Wer heute Schiller liest, wird erstaunt feststellen, dass seine Befunde keineswegs veraltet, seine dramatischen Zeitbilder sogar von erschreckender Aktualität sind. Sein Theater der Macht führt uns Abgründe von Selbstgerechtigkeit und Mittelmaß vor Augen. Seine Schauspiele der Politik zeigen uns die Missbrauchsanfälligkeit aller Ideale. Sein Panorama der Geschichte offenbart Züge des Zufälligen und Beliebigen weit eher als Planung, Verstand und Fortschritt. Seine Zergliederung der menschlichen Seele lässt uns Ehrgeiz, Vermessenheit und Eitelkeit erblicken.

Schillers dramatische Porträts sind nicht zeitlos, aber sie dokumentieren, dass es eine Kontinuität von Problemlagen gibt, in der wir heute noch stehen. Weder unbedingte Identifizierung noch unbeteiligter Abstand sind die Haltungen, die Schiller gerecht werden.

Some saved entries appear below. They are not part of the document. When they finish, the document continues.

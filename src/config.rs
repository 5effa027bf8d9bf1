//! Node and server configuration
//!
//! A [`NodeConfig`] is read from a TOML file with a `[node]` table, a `[tls]`
//! table and one table per protocol. Every field is optional; what is left
//! out falls back to the defaults in [`ServerConfig::for_kind`], which also
//! decides whether a protocol's server runs at all.

use crate::network::ddos::DdosSettings;
use crate::network::socket::MTU;
use serde::{Deserialize, Serialize};
use std::fmt;
use std::fs;
use std::net::{IpAddr, Ipv4Addr, SocketAddr};
use std::path::{Path, PathBuf};
use std::time::Duration;
use thiserror::Error;

/// Configuration errors
#[derive(Error, Debug)]
pub enum ConfigError {
    #[error("IO error: {0}")]
    Io(#[from] std::io::Error),
    #[error("Parse error: {0}")]
    Parse(#[from] toml::de::Error),
    #[error("Invalid configuration: {0}")]
    Invalid(String),
}

/// The protocols a node can serve
#[derive(Debug, Clone, Copy, PartialEq, Eq, Hash, PartialOrd, Ord, Serialize, Deserialize)]
#[serde(rename_all = "lowercase")]
pub enum ProtocolKind {
    Data,
    Lookup,
    Time,
    File,
    Api,
    Rpc,
    Mining,
}

impl ProtocolKind {
    pub const ALL: [ProtocolKind; 7] = [
        ProtocolKind::Data,
        ProtocolKind::Lookup,
        ProtocolKind::Time,
        ProtocolKind::File,
        ProtocolKind::Api,
        ProtocolKind::Rpc,
        ProtocolKind::Mining,
    ];

    pub fn name(&self) -> &'static str {
        match self {
            ProtocolKind::Data => "data",
            ProtocolKind::Lookup => "lookup",
            ProtocolKind::Time => "time",
            ProtocolKind::File => "file",
            ProtocolKind::Api => "api",
            ProtocolKind::Rpc => "rpc",
            ProtocolKind::Mining => "mining",
        }
    }

    /// Default listening port
    pub fn default_port(&self) -> u16 {
        match self {
            ProtocolKind::Data => 9888,
            ProtocolKind::Lookup => 9887,
            ProtocolKind::Time => 9324,
            ProtocolKind::File => 80,
            ProtocolKind::Api => 8080,
            ProtocolKind::Rpc => 9336,
            ProtocolKind::Mining => 9325,
        }
    }

    /// Default TLS port, 0 if the protocol has none
    pub fn default_ssl_port(&self) -> u16 {
        match self {
            ProtocolKind::File => 443,
            ProtocolKind::Api => 7080,
            _ => 0,
        }
    }
}

impl fmt::Display for ProtocolKind {
    fn fmt(&self, f: &mut fmt::Formatter<'_>) -> fmt::Result {
        f.write_str(self.name())
    }
}

// =============================================================================
// File format
// =============================================================================

/// `[node]` table
#[derive(Debug, Clone, Serialize, Deserialize)]
#[serde(default)]
pub struct NodeSection {
    /// Where the address book and markers live
    pub data_dir: PathBuf,
    /// Client mode: dial out, never serve
    pub client: bool,
    /// Unified mode: also serve time
    pub unified: bool,
    /// Run the lookup server
    pub lookup: bool,
    /// Indexes needed by the lookup server are available
    pub indexes: bool,
    /// Run the mining server
    pub mining: bool,
    /// Document root of the file server
    pub file_root: Option<PathBuf>,
    /// Interface to bind listeners to
    pub bind: IpAddr,
    /// Peers to keep connected regardless of the address book
    pub connect: Vec<SocketAddr>,
    /// Accept loopback and private addresses into the book
    pub allow_local_peers: bool,
    /// Largest chunk a socket flush hands to the kernel
    pub max_send_size: usize,
    /// Dial timeout (ms)
    pub connect_timeout_ms: u64,
}

impl Default for NodeSection {
    fn default() -> Self {
        Self {
            data_dir: PathBuf::from(".peerlink"),
            client: false,
            unified: false,
            lookup: true,
            indexes: false,
            mining: false,
            file_root: None,
            bind: IpAddr::V4(Ipv4Addr::UNSPECIFIED),
            connect: Vec::new(),
            allow_local_peers: false,
            max_send_size: MTU,
            connect_timeout_ms: 5000,
        }
    }
}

Eine Position, die beide Fehler vermeidet, besteht darin, in der Auseinandersetzung mit der Geschichtlichkeit seines Werks zugleich die Distanz zu bedenken, die uns von ihm trennt. Man muss ihn ernst nehmen, indem man sein Pathos, seine intellektuellen Extreme und seine Kunst der Erregung als Herausforderung begreift, die zu allen Zeiten wie ein Brandsatz der Empörung gegen Anmaßung und Gedankenlosigkeit gewirkt hat.